You might assume an organisation that says, “every suicide is one too many”, whose stated aim is to see “fewer people die by suicide”, would be opposed to assisted dying - or at the very least concerned about it. However, Samaritans goes on to say that it does not “take a position on whether assisted dying is right or wrong, or on what the law should be on this matter”. Why? Because it “would involve making a range of judgements” that could compromise people’s “perception of our ability to provide non-judgemental emotional support”. 

Samaritans and other suicide prevention organisations should be intensely interested in what the law says. The introduction of assisted dying in any part of the UK would mean suicides being condoned and enabled in healthcare settings for the first time — a radical departure from the existing approach. Professionals always counsel against suicide, no matter a person’s motivation for wanting to end their life. Every citizen is precious, and every life worth saving. 

Prevention organisations must also realise that a change of this gravity will have a wider impact on culture. Research shows a rise in non-assisted suicides in countries that have introduced the practice. Sending a message that some suicides are permissible might make their prevention work harder. Organisations saying nothing in the face of all this is astonishing. 

As noted above, assisted dying poses practical questions as well as philosophical ones. If the law changes, organisations will no longer be able to adopt a universal approach to suicide prevention. A call to a suicide prevention helpline from a terminally ill person will have to be handled differently to a call from a person who is not terminally ill. For some, suicide would be a healthcare ‘right’. How will organisations navigate this? Doesn’t it concern them? 
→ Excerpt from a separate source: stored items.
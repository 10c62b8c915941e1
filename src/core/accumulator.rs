//! Step-local data accumulator
//!
//! Each workshop step manages an in-progress draft record plus a running
//! list of saved records. Editing pops the record into a single draft slot
//! and saving reinserts it at its original position, so the list order is
//! stable across edits. Removal never cascades: references held by other
//! records are resolved at report time with an "unknown ..." fallback.

use serde::Serialize;
use std::fmt;

use crate::core::entity::Entity;
use crate::core::identity::EntityId;

/// Field-level validation messages, in the order the checks ran
#[derive(Debug, Clone, Default, PartialEq, Eq)]
pub struct ValidationErrors {
    errors: Vec<(String, String)>,
}

impl ValidationErrors {
    pub fn new() -> Self {
        Self::default()
    }

    /// Record a failed check for a field
    pub fn push(&mut self, field: impl Into<String>, message: impl Into<String>) {
        self.errors.push((field.into(), message.into()));
    }

    /// Check a string field for non-blankness
    pub fn require_non_blank(&mut self, field: &str, value: &str) {
        if value.trim().is_empty() {
            self.push(field, format!("{} is required", field));
        }
    }

    /// Check a rating sits within an inclusive scale
    pub fn require_in_scale(&mut self, field: &str, value: u8, min: u8, max: u8) {
        if value < min || value > max {
            self.push(field, format!("{} must be between {} and {}", field, min, max));
        }
    }

    pub fn is_empty(&self) -> bool {
        self.errors.is_empty()
    }

    /// Message recorded for a field, if any
    pub fn field(&self, name: &str) -> Option<&str> {
        self.errors
            .iter()
            .find(|(f, _)| f == name)
            .map(|(_, m)| m.as_str())
    }

    pub fn iter(&self) -> impl Iterator<Item = (&str, &str)> {
        self.errors.iter().map(|(f, m)| (f.as_str(), m.as_str()))
    }

    /// Empty result means Ok
    pub fn into_result(self) -> Result<(), ValidationErrors> {
        if self.is_empty() {
            Ok(())
        } else {
            Err(self)
        }
    }
}

impl fmt::Display for ValidationErrors {
    fn fmt(&self, f: &mut fmt::Formatter<'_>) -> fmt::Result {
        let joined: Vec<String> = self
            .errors
            .iter()
            .map(|(field, msg)| format!("{}: {}", field, msg))
            .collect();
        write!(f, "{}", joined.join("; "))
    }
}

/// Per-record validation of required fields
pub trait Validate {
    fn validate(&self) -> ValidationErrors;
}

/// A record popped out of the list for editing, remembering where it came from
#[derive(Debug, Clone)]
struct Draft<T> {
    item: T,
    index: usize,
}

/// Draft-plus-list manager, instantiated once per entity collection.
/// Serializes transparently as its saved items; the in-flight draft is
/// session-local and never written out.
#[derive(Debug, Clone, Serialize)]
#[serde(transparent)]
pub struct Accumulator<T: Entity + Validate> {
    items: Vec<T>,
    #[serde(skip)]
    draft: Option<Draft<T>>,
}

impl<T: Entity + Validate> Default for Accumulator<T> {
    fn default() -> Self {
        Self {
            items: Vec::new(),
            draft: None,
        }
    }
}

impl<T: Entity + Validate + Clone> Accumulator<T> {
    pub fn new() -> Self {
        Self::default()
    }

    pub fn items(&self) -> &[T] {
        &self.items
    }

    pub fn len(&self) -> usize {
        self.items.len()
    }

    pub fn is_empty(&self) -> bool {
        self.items.is_empty()
    }

    pub fn get(&self, id: &EntityId) -> Option<&T> {
        self.items.iter().find(|item| item.id() == id)
    }

    /// Validate and append a new record. The list is unchanged on failure.
    pub fn add(&mut self, item: T) -> Result<(), ValidationErrors> {
        item.validate().into_result()?;
        self.items.push(item);
        Ok(())
    }

    /// Pop the matching record into the draft slot and return it.
    ///
    /// There is exactly one draft slot: starting an edit while another is
    /// in flight first restores the in-flight record unchanged.
    pub fn start_edit(&mut self, id: &EntityId) -> Option<T> {
        if self.draft.is_some() {
            self.cancel_edit();
        }
        let index = self.items.iter().position(|item| item.id() == id)?;
        let item = self.items.remove(index);
        self.draft = Some(Draft {
            item: item.clone(),
            index,
        });
        Some(item)
    }

    /// The record currently being edited, if any
    pub fn draft(&self) -> Option<&T> {
        self.draft.as_ref().map(|d| &d.item)
    }

    /// Validate the updated record and reinsert it at its original index.
    /// On failure the draft stays in flight so the caller can correct it.
    pub fn save_draft(&mut self, updated: T) -> Result<(), ValidationErrors> {
        updated.validate().into_result()?;
        if let Some(draft) = self.draft.take() {
            let index = draft.index.min(self.items.len());
            self.items.insert(index, updated);
        } else {
            self.items.push(updated);
        }
        Ok(())
    }

    /// Abandon the edit, restoring the record unchanged
    pub fn cancel_edit(&mut self) {
        if let Some(draft) = self.draft.take() {
            let index = draft.index.min(self.items.len());
            self.items.insert(index, draft.item);
        }
    }

    /// Remove a record unconditionally. No cascade to dependent records.
    pub fn remove(&mut self, id: &EntityId) -> bool {
        let before = self.items.len();
        self.items.retain(|item| item.id() != id);
        self.items.len() < before
    }

    /// List-level rule gating step advancement: at least one record.
    /// `noun` is the user-facing name of the step's records.
    pub fn submit(&self, noun: &str) -> Result<(), ValidationErrors> {
        let mut errors = ValidationErrors::new();
        if self.items.is_empty() {
            errors.push("list", format!("au moins une entrée ({}) est requise", noun));
        }
        errors.into_result()
    }
}

#[cfg(test)]
mod tests {
    use super::*;
    use crate::core::identity::EntityPrefix;
    use serde::Deserialize;

    #[derive(Debug, Clone, Serialize, Deserialize)]
    struct Note {
        id: EntityId,
        name: String,
        body: String,
    }

    impl Note {
        fn new(name: &str, body: &str) -> Self {
            Self {
                id: EntityId::new(EntityPrefix::Thrt),
                name: name.to_string(),
                body: body.to_string(),
            }
        }
    }

    impl Entity for Note {
        const PREFIX: &'static str = "THRT";

        fn id(&self) -> &EntityId {
            &self.id
        }

        fn name(&self) -> &str {
            &self.name
        }
    }

    impl Validate for Note {
        fn validate(&self) -> ValidationErrors {
            let mut errors = ValidationErrors::new();
            errors.require_non_blank("name", &self.name);
            errors.require_non_blank("body", &self.body);
            errors
        }
    }

    #[test]
    fn test_add_valid() {
        let mut acc: Accumulator<Note> = Accumulator::new();
        acc.add(Note::new("a", "b")).unwrap();
        assert_eq!(acc.len(), 1);
    }

    #[test]
    fn test_add_invalid_leaves_list_unchanged() {
        let mut acc: Accumulator<Note> = Accumulator::new();
        let err = acc.add(Note::new("", "body")).unwrap_err();
        assert!(err.field("name").is_some());
        assert!(acc.is_empty());
    }

    #[test]
    fn test_edit_round_trip_preserves_position() {
        let mut acc: Accumulator<Note> = Accumulator::new();
        acc.add(Note::new("first", "1")).unwrap();
        acc.add(Note::new("second", "2")).unwrap();
        acc.add(Note::new("third", "3")).unwrap();

        let id = acc.items()[1].id.clone();
        let draft = acc.start_edit(&id).unwrap();
        assert_eq!(draft.name, "second");
        assert_eq!(acc.len(), 2);

        let mut updated = draft;
        updated.body = "edited".to_string();
        acc.save_draft(updated).unwrap();

        assert_eq!(acc.len(), 3);
        assert_eq!(acc.items()[1].id, id);
        assert_eq!(acc.items()[1].body, "edited");
    }

    #[test]
    fn test_edit_reproduces_exact_field_values() {
        let mut acc: Accumulator<Note> = Accumulator::new();
        acc.add(Note::new("keep", "payload")).unwrap();
        let id = acc.items()[0].id.clone();

        let draft = acc.start_edit(&id).unwrap();
        assert_eq!(draft.id, id);
        assert_eq!(draft.name, "keep");
        assert_eq!(draft.body, "payload");
        assert!(acc.is_empty());

        // Saving unchanged reinserts an equal record
        acc.save_draft(draft).unwrap();
        assert_eq!(acc.len(), 1);
        assert_eq!(acc.items()[0].id, id);
        assert_eq!(acc.items()[0].body, "payload");
    }

    #[test]
    fn test_single_draft_slot() {
        let mut acc: Accumulator<Note> = Accumulator::new();
        acc.add(Note::new("a", "1")).unwrap();
        acc.add(Note::new("b", "2")).unwrap();
        let id_a = acc.items()[0].id.clone();
        let id_b = acc.items()[1].id.clone();

        acc.start_edit(&id_a);
        // Starting another edit restores the first record unchanged
        acc.start_edit(&id_b);
        assert_eq!(acc.len(), 1);
        assert_eq!(acc.items()[0].id, id_a);
        assert_eq!(acc.draft().unwrap().id, id_b);
    }

    #[test]
    fn test_cancel_edit_restores() {
        let mut acc: Accumulator<Note> = Accumulator::new();
        acc.add(Note::new("a", "1")).unwrap();
        acc.add(Note::new("b", "2")).unwrap();
        let id = acc.items()[0].id.clone();

        acc.start_edit(&id);
        acc.cancel_edit();
        assert_eq!(acc.len(), 2);
        assert_eq!(acc.items()[0].id, id);
    }

    #[test]
    fn test_save_draft_invalid_keeps_draft() {
        let mut acc: Accumulator<Note> = Accumulator::new();
        acc.add(Note::new("a", "1")).unwrap();
        let id = acc.items()[0].id.clone();

        let mut draft = acc.start_edit(&id).unwrap();
        draft.name = String::new();
        assert!(acc.save_draft(draft).is_err());
        assert!(acc.draft().is_some());
        assert!(acc.is_empty());
    }

    #[test]
    fn test_remove_unconditional() {
        let mut acc: Accumulator<Note> = Accumulator::new();
        acc.add(Note::new("a", "1")).unwrap();
        let id = acc.items()[0].id.clone();
        assert!(acc.remove(&id));
        assert!(!acc.remove(&id));
        assert!(acc.is_empty());
    }

    #[test]
    fn test_submit_requires_non_empty() {
        let mut acc: Accumulator<Note> = Accumulator::new();
        let err = acc.submit("note").unwrap_err();
        // The message carries the display noun, not the id prefix
        assert!(err.field("list").unwrap().contains("note"));
        assert!(!err.field("list").unwrap().contains("THRT"));

        acc.add(Note::new("a", "1")).unwrap();
        assert!(acc.submit("note").is_ok());
    }

    #[test]
    fn test_serializes_as_plain_item_list() {
        let mut acc: Accumulator<Note> = Accumulator::new();
        acc.add(Note::new("a", "1")).unwrap();
        acc.add(Note::new("b", "2")).unwrap();
        let id = acc.items()[0].id.clone();
        acc.start_edit(&id);

        // Transparent view over the saved items; the in-flight draft is
        // never written out
        let json = serde_json::to_value(&acc).unwrap();
        let items = json.as_array().unwrap();
        assert_eq!(items.len(), 1);
        assert_eq!(items[0]["name"], "b");
    }
}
There has been some advocacy from individuals engaged in suicide prevention, if not from organisations. In February 2024 psychiatrists wrote to The Times to warn that the Westminster assisted dying Bill would “undermine daily efforts to prevent suicide”, particularly among the elderly. Louis Appleby, the UK Government’s suicide prevention adviser has also spoken against a change in the law, arguing that it would harm efforts to drive down suicides. 

Appleby explained, “once the principle behind suicide prevention has been set aside, once any part of the ground has been ceded — not only to allow suicide but to assist it — we have lost something we may not get back. There are countless causes of irremediable hardship, many reasons people may want to make despairing choices. Could they become exceptions to suicide prevention too?” This principled position is exactly what you’d expect from someone whose job is protecting hurting people, no matter their personal situations. 

I’m loath to criticise suicide prevention groups as I deeply appreciate their work. However, by not contributing to the debate on assisted dying, they are abdicating their responsibility to shape a policy that would impact their mission, and the people they serve. A policy that would lead to state-sanctioned suicides and impact culture in profound ways. It’s terribly sad to see groups that fight to end suicides failing to stand against a policy that would harm their work. Failure to speak today may be viewed as a dereliction of duty in years to come. 

With a final vote on Kim Leadbeater’s Bill days away, and the decisive vote on Scottish plans not due for months, there is still time for suicide prevention groups to enter the fray. I pray that they will.